The annuity's cost was $4,179. The second contract was a single-premium life insurance policy with a face value of $25,000, payable to the decedent's daughter, Edyth Le Gierse, the primary respondent. The other respondent was the decedent's estate trustee, Bankers Trust Company. The life insurance policy cost $22,946 and was paid by the decedent in addition to the cost of the annuity. An important aspect of this case is that, for reasons undisclosed in the court's ruling, the insurance policy would not have been issued in the absence of the annuity.
Section 302 of the Revenue Act of 1926 provided guidelines relative to the definitions of property subject to estate taxation. Section 302(g) allows for a partial exemption to paying taxes on insurance proceeds, even though insurance proceeds are otherwise considered property of the estate. The ultimate question before the court was this: were the proceeds from the life insurance policy in the decedent's estate subject to the federal estate tax exemption? (Please, dear reader, stay with me on this. I guarantee that this question will lead, eventually, to risk shifting and distribution. I know it seems far-fetched, but trust me on this.)
The significance of § 302(g) is that the insurance proceeds must have been received by the estate as if they were the result of a transaction that involved an actual insurance risk at the time the transaction was executed.
We now get to the heart of matter. The two contracts were considered "together" because, as was conceded by all parties, the insurance policy would not have been issued without the annuity contract. Considered together, the court found that the outcome did not create any element of insurance risk. The court reasoned that the annuity and the insurance policy counteracted each other. The contracts were opposites; they neutralized each other.
The life insurance company issues insurance policies based on longevity, and annuities are based on transiency. Put another way, the life insurer hopes that the policyholder lives to a ripe old age, but with an annuity, the insurer creates value for itself if the annuitant does not live to a ripe old age. Because of this, the court found that the combined effect of the transactions did not constitute insurance from the life insurer's perspective, and the proceeds were taxable along with the rest of the decedent's estate.

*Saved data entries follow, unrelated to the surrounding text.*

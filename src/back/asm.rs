//! RV32IM instruction vocabulary.
//!
//! This models the instruction set as a small tagged enum rendered via
//! `Display`, rather than building strings directly in `codegen` — keeps
//! the two concerns (what instruction to emit, how it's spelled as text)
//! independently testable, and matches how most of this compiler's other
//! polymorphic IR nodes are modeled (tag plus operands, dispatch by match).
//!
//! # Registers
//!
//! RISC-V has 32 integer registers. Five are reserved and never considered
//! by the allocator: `zero` (hardwired), `ra` (return address, owned by the
//! call/return sequence itself), `sp` (stack pointer), `gp`/`tp` (global
//! and thread pointer, unused by this freestanding runtime but still not
//! ours to clobber). `fp` doubles as `s0`; this compiler always calls it
//! `fp` to keep the frame-pointer role visually distinct from the
//! callee-saved temporaries.
//!
//! The remaining 27 — `fp`, `s1`, `a0`-`a7`, `s2`-`s11`, `t0`-`t6` — are
//! `ALLOCATABLE`, exactly `regalloc`'s k.
//!
//! # Calling convention (RV32 ILP32)
//!
//! Arguments 1-8 go in `a0`-`a7`; the rest live on the stack just above the
//! caller's own frame. The return value comes back in `a0`. `a0`-`a7` and
//! `t0`-`t6` are caller-saved (a callee is free to clobber them); `fp` and
//! `s1`-`s11` are callee-saved, restored before `ret`.
#![allow(dead_code)]

use derive_more::Display;

use crate::common::Id;

/// Word size for RV32: every Mx* value (int, bool, pointer) is 4 bytes.
pub const WORD: i32 = 4;

/// Registers for the actual RISC-V machine, in `x0`-`x31` order.
#[derive(Clone, Copy, Debug, Display, Eq, Hash, PartialEq, PartialOrd, Ord)]
#[allow(missing_docs)]
pub enum Register {
    #[display("zero")]
    Zero,
    #[display("ra")]
    Ra,
    #[display("sp")]
    Sp,
    #[display("gp")]
    Gp,
    #[display("tp")]
    Tp,
    #[display("t0")]
    T0,
    #[display("t1")]
    T1,
    #[display("t2")]
    T2,
    #[display("fp")]
    Fp,
    #[display("s1")]
    S1,
    #[display("a0")]
    A0,
    #[display("a1")]
    A1,
    #[display("a2")]
    A2,
    #[display("a3")]
    A3,
    #[display("a4")]
    A4,
    #[display("a5")]
    A5,
    #[display("a6")]
    A6,
    #[display("a7")]
    A7,
    #[display("s2")]
    S2,
    #[display("s3")]
    S3,
    #[display("s4")]
    S4,
    #[display("s5")]
    S5,
    #[display("s6")]
    S6,
    #[display("s7")]
    S7,
    #[display("s8")]
    S8,
    #[display("s9")]
    S9,
    #[display("s10")]
    S10,
    #[display("s11")]
    S11,
    #[display("t3")]
    T3,
    #[display("t4")]
    T4,
    #[display("t5")]
    T5,
    #[display("t6")]
    T6,
}

/// Argument registers, in calling-convention order.
pub const ARG_REGISTERS: [Register; 8] =
    [Register::A0, Register::A1, Register::A2, Register::A3, Register::A4, Register::A5, Register::A6, Register::A7];

/// The 27 registers the allocator may assign, k for graph coloring.
/// Order doubles as color-preference order — low colors
/// land on `fp`/`s1` before the argument registers, leaving `a0`-`a7` free
/// for values that are about to flow into or out of a call anyway.
pub const ALLOCATABLE: [Register; 27] = [
    Register::Fp,
    Register::S1,
    Register::A0,
    Register::A1,
    Register::A2,
    Register::A3,
    Register::A4,
    Register::A5,
    Register::A6,
    Register::A7,
    Register::S2,
    Register::S3,
    Register::S4,
    Register::S5,
    Register::S6,
    Register::S7,
    Register::S8,
    Register::S9,
    Register::S10,
    Register::S11,
    Register::T0,
    Register::T1,
    Register::T2,
    Register::T3,
    Register::T4,
    Register::T5,
    Register::T6,
]
;

pub fn is_callee_saved(r: Register) -> bool {
    use Register::*;
    matches!(r, Fp | S1 | S2 | S3 | S4 | S5 | S6 | S7 | S8 | S9 | S10 | S11)
}

/// A location an instruction can address: a register-relative offset, or a
/// symbol (global, string literal, function) to be loaded/called
/// PC-relatively via the `la`/`jal` pseudo-ops.
#[derive(Clone, PartialEq, Eq, Debug, Display)]
pub enum Mem {
    #[display("{_1}({_0})")]
    Reg(Register, i32),
    #[display("{_0}")]
    Symbol(Id),
}

/// A RISC-V instruction, one variant per mnemonic family actually needed by
/// this compiler's output. Pseudo-ops (`la`, `li`, `mv`, `call`, `ret`,
/// `j`) are spelled as themselves here and left to the assembler to expand
/// — GNU `as` handles `%hi`/`%lo` splitting and branch-range relaxation,
/// so this emitter never has to.
#[derive(Clone, PartialEq, Eq, Debug)]
pub enum Insn {
    Label(Id),
    Comment(String),
    La { dst: Register, sym: Id },
    Li { dst: Register, imm: i32 },
    Mv { dst: Register, src: Register },
    Lw { dst: Register, src: Mem },
    Sw { src: Register, dst: Mem },
    Arith { op: ArithOp, dst: Register, lhs: Register, rhs: Register },
    ArithI { op: ArithOp, dst: Register, lhs: Register, imm: i32 },
    /// `dst = 1 if lhs < rhs else 0` (signed).
    Slt { dst: Register, lhs: Register, rhs: Register },
    Seqz { dst: Register, src: Register },
    Snez { dst: Register, src: Register },
    /// `dst = dst xor 1` — flips a 0/1 boolean, used to realize `le`/`ge`
    /// from `gt`/`lt`.
    Not01 { dst: Register },
    Call { target: Id },
    Jalr { target: Register },
    Ret,
    J { target: Id },
    Branch { cond: Cond, lhs: Register, rhs: Register, target: Id },
    Directive(String),
}

impl std::fmt::Display for Insn {
    fn fmt(&self, f: &mut std::fmt::Formatter<'_>) -> std::fmt::Result {
        use Insn::*;
        match self {
            Label(l) => write!(f, "{l}:"),
            Comment(s) => write!(f, "  # {s}"),
            La { dst, sym } => write!(f, "  la {dst}, {sym}"),
            Li { dst, imm } => write!(f, "  li {dst}, {imm}"),
            Mv { dst, src } => write!(f, "  mv {dst}, {src}"),
            Lw { dst, src } => write!(f, "  lw {dst}, {src}"),
            Sw { src, dst } => write!(f, "  sw {src}, {dst}"),
            Arith { op, dst, lhs, rhs } => write!(f, "  {op} {dst}, {lhs}, {rhs}"),
            ArithI { op, dst, lhs, imm } => write!(f, "  {op}i {dst}, {lhs}, {imm}"),
            Slt { dst, lhs, rhs } => write!(f, "  slt {dst}, {lhs}, {rhs}"),
            Seqz { dst, src } => write!(f, "  seqz {dst}, {src}"),
            Snez { dst, src } => write!(f, "  snez {dst}, {src}"),
            Not01 { dst } => write!(f, "  xori {dst}, {dst}, 1"),
            Call { target } => write!(f, "  call {target}"),
            Jalr { target } => write!(f, "  jalr {target}"),
            Ret => write!(f, "  ret"),
            J { target } => write!(f, "  j {target}"),
            Branch { cond, lhs, rhs, target } => write!(f, "  b{cond} {lhs}, {rhs}, {target}"),
            Directive(s) => write!(f, "  {s}"),
        }
    }
}

/// Branch conditions. `Le`/`Gt` are standard GNU-`as` pseudo-branches
/// (`ble a, b, L` assembles as `bge b, a, L`); relying on the assembler for
/// that swap keeps this enum a direct mirror of `front::ast::BOp`.
#[derive(Copy, Clone, Eq, PartialEq, Debug, Display)]
pub enum Cond {
    #[display("eq")]
    Eq,
    #[display("ne")]
    Ne,
    #[display("lt")]
    Lt,
    #[display("le")]
    Le,
    #[display("gt")]
    Gt,
    #[display("ge")]
    Ge,
}

#[derive(Copy, Clone, Eq, PartialEq, Debug, Display)]
pub enum ArithOp {
    #[display("add")]
    Add,
    #[display("sub")]
    Sub,
    #[display("mul")]
    Mul,
    #[display("div")]
    Div,
    #[display("rem")]
    Rem,
    #[display("and")]
    And,
    #[display("or")]
    Or,
    #[display("xor")]
    Xor,
    #[display("sll")]
    Sll,
    #[display("sra")]
    Sra,
}

#[cfg(test)]
mod tests {
    use super::*;
    use crate::common::id;

    #[test]
    fn allocatable_excludes_reserved_registers() {
        use Register::*;
        for r in [Zero, Ra, Sp, Gp, Tp] {
            assert!(!ALLOCATABLE.contains(&r));
        }
        assert_eq!(ALLOCATABLE.len(), 27);
    }

    #[test]
    fn instruction_display_matches_gnu_as_syntax() {
        let i = Insn::Arith { op: ArithOp::Add, dst: Register::T0, lhs: Register::A0, rhs: Register::A1 };
        assert_eq!(i.to_string(), "  add t0, a0, a1");
        let b = Insn::Branch { cond: Cond::Le, lhs: Register::T0, rhs: Register::T1, target: id("bb3") };
        assert_eq!(b.to_string(), "  ble t0, t1, bb3");
    }
}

In the Le Gierse case, the court expressly acknowledged that risk must be shifted and distributed in order for a transaction to be considered one of insurance, saying, "Historically and commonly, insurance involves risk-shifting and risk-distributing." Here, the court found that the combination of the annuity and the insurance policy produced no insurance risk, and because insurance risk is dependent on risk shifting and distribution, the case is cited as the seminal case in the development of the risk shifting and distribution requirement for insurance to exist.
The case was decided on March 3, 1941. It was a blustery day in the nation's capital. The elm trees had not yet begun to reveal their buds, and the wind whipping in off the Potomac River was cold and damp. It was late afternoon when Edyth Le Gierse, intently listening to the radio in her modest ranch-style home in suburban Maryland, learned that the court had decided that her mother's estate must include the $25,000 life insurance proceeds for tax purposes.
It was then, police suspect, that Edyth snapped. In a blind rage, she ran into her bedroom, grabbed her Colt revolver, and drove like a banshee down to the Supreme Court building. She stopped her car in the middle of East Capitol Street, got out, and ran up the courthouse steps, screaming that she was delivering pizza to the justices. When the guard asked her where the pizzas were, she pulled out her gun and said to the guard, "I got your pizza right here, pal!" After a tussle, Edyth was bundled into the back of a police paddy wagon and taken away. Sad but untrue.